Wenjun Zhang, Chemical and Biomolecular Engineering, University of California at Los Angeles, 420 Westwood Plaza, 5667 Boelter Hall, Los angeles, CA 90095 and Yi Tang, Chemical and Biomolecular Engineering, University of California, Los Angeles, 420 Westwood Plaza, Los Angeles, CA 90095.

Bacterial aromatic polyketides are a family of structurally diverse natural products with important pharmaceutical and agricultural applications, including antibiotics tetracyclines and anticancer agents doxorubicin, etc. Since most natural polyketide-producing organisms are slow-growing and/or genetically intractable, it is desirable to transfer polyketide biosynthetic pathways to a more robust host such as Escherichia coli (E. coli) for pathway engineering and product isolation.
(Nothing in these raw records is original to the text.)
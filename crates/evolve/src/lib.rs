// Evolve is a declarative schema-migration engine. A migration is a
// vector of plain-data actions over a generic tagged tree of values:
// it's authored once, serialized, and later executed against raw data
// in a process which never linked the original or migrated types.
// Migrations compose, lossless migrations reverse, and the algebra
// obeys identity and associativity laws exactly.

// Value is the generic tagged tree over which migrations operate.
pub mod value;
pub use value::{compare, Kind, Primitive, Value};

// Path selects a location (or broadcast set of locations) in a Value.
pub mod ptr;
pub use ptr::{Node, Path};

// Expr is the pure, serializable expression language actions embed.
pub mod expr;
pub use expr::{Expr, Scope};

// Action is the closed sum of atomic migration steps.
pub mod action;
pub use action::Action;

// DynamicMigration is an action vector with its algebra: composition,
// lossiness, and reversal.
pub mod migration;
pub use migration::DynamicMigration;

// The interpreter executes one migration against one Value, and owns
// the crate-wide Error surface.
pub mod apply;
pub use apply::{apply, apply_action, Error};

// Schema is the external type descriptor the engine consumes, with the
// codec between JSON documents and Values.
pub mod schema;
pub use schema::Schema;

// Shape extracts the set of field paths a schema reaches.
pub mod shape;
pub use shape::Shape;

// The validator decides whether a migration carries a source shape
// fully onto a target shape.
pub mod validate;
pub use validate::{validate, Coverage, Outcome};

// Migration<A, B> wraps a DynamicMigration with typed endpoints.
pub mod typed;
pub use typed::Migration;

// MigrationBuilder is authoring sugar over the action vector.
pub mod builder;
pub use builder::MigrationBuilder;
use crate::action::Action;
use crate::apply;
use crate::value::Value;

/// DynamicMigration is an ordered vector of actions, applied left to
/// right. Migrations compose by concatenation, and a lossless migration
/// has a structural reverse. The algebra obeys identity, associativity,
/// and double-reverse laws exactly, at the level of action vectors.
#[derive(Clone, Debug, Default, PartialEq, Eq, serde::Serialize, serde::Deserialize)]
pub struct DynamicMigration {
    pub actions: Vec<Action>,
}

impl DynamicMigration {
    /// The identity migration: no actions, `apply` returns its input.
    pub fn identity() -> DynamicMigration {
        DynamicMigration::default()
    }

    pub fn new(actions: Vec<Action>) -> DynamicMigration {
        DynamicMigration { actions }
    }

    /// Compose with |other|: this migration's actions, then |other|'s.
    pub fn and_then(&self, other: &DynamicMigration) -> DynamicMigration {
        let mut actions = self.actions.clone();
        actions.extend(other.actions.iter().cloned());
        DynamicMigration { actions }
    }

    /// A migration is lossy when any of its actions is.
    pub fn is_lossy(&self) -> bool {
        self.actions.iter().any(Action::is_lossy)
    }

    /// The structural reverse: each action reversed, in reverse order.
    /// Defined iff this migration is lossless.
    pub fn reverse(&self) -> Option<DynamicMigration> {
        let mut actions = self
            .actions
            .iter()
            .map(Action::reverse)
            .collect::<Option<Vec<_>>>()?;
        actions.reverse();
        Some(DynamicMigration { actions })
    }

    /// Reverse without the lossiness check.
    /// Panics when the migration is lossy. This is a convenience for
    /// tests and tooling, not a library call path.
    pub fn unsafe_reverse(&self) -> DynamicMigration {
        self.reverse()
            .expect("migration is lossy and has no reverse")
    }

    /// Apply this migration to |value|.
    pub fn apply(&self, value: &Value) -> apply::Result<Value> {
        apply::apply(self, value)
    }
}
While E. coli has been recently metabolically engineered to produce simple monocyclic or bicyclic compounds, complex aromatic polyketides have not been synthesized by E. coli largely due to the fact that the responsible type II minimal polyketide synthase (PKS) cannot be functionally expressed in E. coli. In this work, the biosynthetic potential of fungal PKS4 from Gibberella fujikuroi will be explored for combinatorial biosynthesis of bacterial aromatic polyketides in E. coli. Using a catalytic platform that employs a reengineered PKS4 and tailoring enzymes, we demonstrate the biosynthesis of complex aromatic polyketides in E. coli for the first time.